I read somewhere that women clock more online gaming hours than men if you factor in flash games. Going by whatever study came up with that interesting fact, there's obviously some baffling appeal to these sorts of micro games. WoW not only offers outlets for this sort of mindless, simplistic play experience, but it does so against a background tapestry of incredible complexity and momentary meaning. You aren't just sitting alone playing Klondike on an ad-ladden flash website, you're individualizing a character who's a participating member of a larger community. If that sounds like an extreme statement, believe me, it's really how it feels most of the time. And that feeling, just like micro games or gambling, is very seductive.

How did I play thee, let me count the ways

(Reader beware, this post makes no effort to explicit WoW-specific terms and only exists to elucidate, quite exactly, what it was I personally did or accomplished within the game.)

To begin with, I never made it to the Sunwell but I made it through nearly everything else on one toon or another. I have the maximum number (10) allowable toons for single server.
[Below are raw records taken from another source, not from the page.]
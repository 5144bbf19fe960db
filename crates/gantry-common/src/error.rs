//! Error types and error codes for Gantry
//!
//! This module defines:
//! - `GantryError`: the error taxonomy every control-plane flow reports through
//! - `ErrorCode`: structured error codes for API responses

use serde::{Deserialize, Serialize};

use crate::resource::ResourceKind;
use crate::status::{OperationType, ResourceStatus};

pub type Result<T> = std::result::Result<T, GantryError>;

/// Control-plane error taxonomy
#[derive(thiserror::Error, Debug)]
pub enum GantryError {
    #[error("validation error: {0}")]
    Validation(String),

    #[error(
        "illegal transition: resource '{resource_id}' in status '{}' cannot {operation}",
        .current.map_or("absent", |s| s.as_str())
    )]
    IllegalTransition {
        resource_id: String,
        current: Option<ResourceStatus>,
        operation: OperationType,
    },

    #[error("{what} not found: [{}]", .ids.join(","))]
    NotFound { what: String, ids: Vec<String> },

    #[error("dependency error on {kind} [{}]: {reason}", .ids.join(","))]
    Dependency {
        kind: ResourceKind,
        ids: Vec<String>,
        reason: String,
    },

    #[error("etcd error: {0}")]
    Etcd(String),

    #[error("partial failure on {kind} [{}]: etcd updated but {reason}", .ids.join(","))]
    PartialFailure {
        kind: ResourceKind,
        ids: Vec<String>,
        reason: String,
    },

    #[error("no synced snapshot for {kind} [{}]", .ids.join(","))]
    NoSyncedSnapshot { kind: ResourceKind, ids: Vec<String> },

    #[error("gateway '{0}' is read only")]
    GatewayReadOnly(String),

    #[error("database error: {0}")]
    Database(String),
}

impl GantryError {
    pub fn not_found(kind: ResourceKind, ids: Vec<String>) -> Self {
        GantryError::NotFound {
            what: kind.to_string(),
            ids,
        }
    }

    pub fn gateway_not_found(gateway_id: i64) -> Self {
        GantryError::NotFound {
            what: "gateway".to_string(),
            ids: vec![gateway_id.to_string()],
        }
    }

    /// Taxonomy label surfaced to callers.
    pub fn kind(&self) -> &'static str {
        match self {
            GantryError::Validation(_) => "ValidationError",
            GantryError::IllegalTransition { .. } => "IllegalTransition",
            GantryError::NotFound { .. } => "NotFound",
            GantryError::Dependency { .. } => "DependencyError",
            GantryError::Etcd(_) => "EtcdError",
            GantryError::PartialFailure { .. } => "PartialFailure",
            GantryError::NoSyncedSnapshot { .. } => "NoSyncedSnapshot",
            GantryError::GatewayReadOnly(_) => "GatewayReadOnly",
            GantryError::Database(_) => "DatabaseError",
        }
    }

    pub fn code(&self) -> ErrorCode<'static> {
        match self {
            GantryError::Validation(_) => PARAMETER_VALIDATE_ERROR,
            GantryError::IllegalTransition { .. } => ILLEGAL_TRANSITION,
            GantryError::NotFound { .. } => RESOURCE_NOT_FOUND,
            GantryError::Dependency { .. } => DEPENDENCY_ERROR,
            GantryError::Etcd(_) => ETCD_ERROR,
            GantryError::PartialFailure { .. } => PARTIAL_FAILURE,
            GantryError::NoSyncedSnapshot { .. } => NO_SYNCED_SNAPSHOT,
            GantryError::GatewayReadOnly(_) => GATEWAY_READ_ONLY,
            GantryError::Database(_) => DATA_ACCESS_ERROR,
        }
    }

    /// Resource IDs the failure concerns, if any.
    pub fn resource_ids(&self) -> &[String] {
        match self {
            GantryError::IllegalTransition { resource_id, .. } => std::slice::from_ref(resource_id),
            GantryError::NotFound { ids, .. }
            | GantryError::Dependency { ids, .. }
            | GantryError::PartialFailure { ids, .. }
            | GantryError::NoSyncedSnapshot { ids, .. } => ids,
            _ => &[],
        }
    }
}

/// Storage backends report through `anyhow`; a wrapped `GantryError` keeps
/// its taxonomy, anything else is a database failure.
impl From<anyhow::Error> for GantryError {
    fn from(value: anyhow::Error) -> Self {
        match value.downcast::<GantryError>() {
            Ok(err) => err,
            Err(other) => GantryError::Database(format!("{:#}", other)),
        }
    }
}

impl From<serde_json::Error> for GantryError {
    fn from(value: serde_json::Error) -> Self {
        GantryError::Validation(format!("invalid json: {}", value))
    }
}

/// Error code structure for API responses
#[derive(Clone, Debug, Default, Serialize, Deserialize)]
pub struct ErrorCode<'a> {
    pub code: i32,
    pub message: &'a str,
}

pub const SUCCESS: ErrorCode<'static> = ErrorCode {
    code: 0,
    message: "success",
};

pub const DATA_ACCESS_ERROR: ErrorCode<'static> = ErrorCode {
    code: 10002,
    message: "data access error",
};

pub const PARAMETER_VALIDATE_ERROR: ErrorCode<'static> = ErrorCode {
    code: 20002,
    message: "parameter validate error",
};

pub const RESOURCE_NOT_FOUND: ErrorCode<'static> = ErrorCode {
    code: 20004,
    message: "resource not found",
};

pub const ILLEGAL_TRANSITION: ErrorCode<'static> = ErrorCode {
    code: 30001,
    message: "illegal status transition",
};

pub const DEPENDENCY_ERROR: ErrorCode<'static> = ErrorCode {
    code: 30002,
    message: "resource dependency error",
};

pub const NO_SYNCED_SNAPSHOT: ErrorCode<'static> = ErrorCode {
    code: 30003,
    message: "resource has no synced snapshot",
};

pub const GATEWAY_READ_ONLY: ErrorCode<'static> = ErrorCode {
    code: 30004,
    message: "gateway is read only",
};

pub const ETCD_ERROR: ErrorCode<'static> = ErrorCode {
    code: 40001,
    message: "etcd error",
};

pub const PARTIAL_FAILURE: ErrorCode<'static> = ErrorCode {
    code: 40002,
    message: "publish partially applied",
};

#[cfg(test)]
mod tests {
    use super::*;

    #[test]
    fn test_gantry_error_display() {
        let err = GantryError::Validation("config must be an object".to_string());
        assert_eq!(format!("{}", err), "validation error: config must be an object");

        let err = GantryError::IllegalTransition {
            resource_id: "r1".to_string(),
            current: Some(ResourceStatus::Success),
            operation: OperationType::Publish,
        };
        assert_eq!(
            format!("{}", err),
            "illegal transition: resource 'r1' in status 'success' cannot publish"
        );

        let err = GantryError::IllegalTransition {
            resource_id: "r2".to_string(),
            current: None,
            operation: OperationType::Revert,
        };
        assert!(format!("{}", err).contains("'absent'"));

        let err = GantryError::not_found(ResourceKind::Route, vec!["a".into(), "b".into()]);
        assert_eq!(format!("{}", err), "route not found: [a,b]");
    }

    #[test]
    fn test_error_kind_and_ids() {
        let err = GantryError::NoSyncedSnapshot {
            kind: ResourceKind::Upstream,
            ids: vec!["u1".to_string()],
        };
        assert_eq!(err.kind(), "NoSyncedSnapshot");
        assert_eq!(err.resource_ids(), ["u1".to_string()]);
        assert_eq!(err.code().code, NO_SYNCED_SNAPSHOT.code);
        assert!(GantryError::Etcd("down".into()).resource_ids().is_empty());
    }

    #[test]
    fn test_from_anyhow_keeps_taxonomy() {
        let wrapped = anyhow::Error::new(GantryError::GatewayReadOnly("gw".to_string()));
        assert!(matches!(
            GantryError::from(wrapped),
            GantryError::GatewayReadOnly(_)
        ));

        let plain = anyhow::anyhow!("connection reset");
        match GantryError::from(plain) {
            GantryError::Database(msg) => assert_eq!(msg, "connection reset"),
            other => panic!("unexpected error: {other:?}"),
        }
    }
}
It was rolling the last one -- a cute level six troll shaman because I wanted a third healer, which pretty much sums up the "crazy" if you know the game -- was what prompted me to quit. My two mains are both healers with be.imba gear scores solidly into Sunwell readiness. Though admittedly the priest's score dropped just out of range after I began experimenting with the pre-Wrath patch talent trees, respec'ing her to full 56/5/0 Discipline which prompted me to regem and enchant a bunch of abandoned epics from the bank so she could hit 17% unbuffed +crit (I highly recommend the approach for 10-man or main tank healing because that Penance spell is a blast and very overpowered when backed up with reliable crit).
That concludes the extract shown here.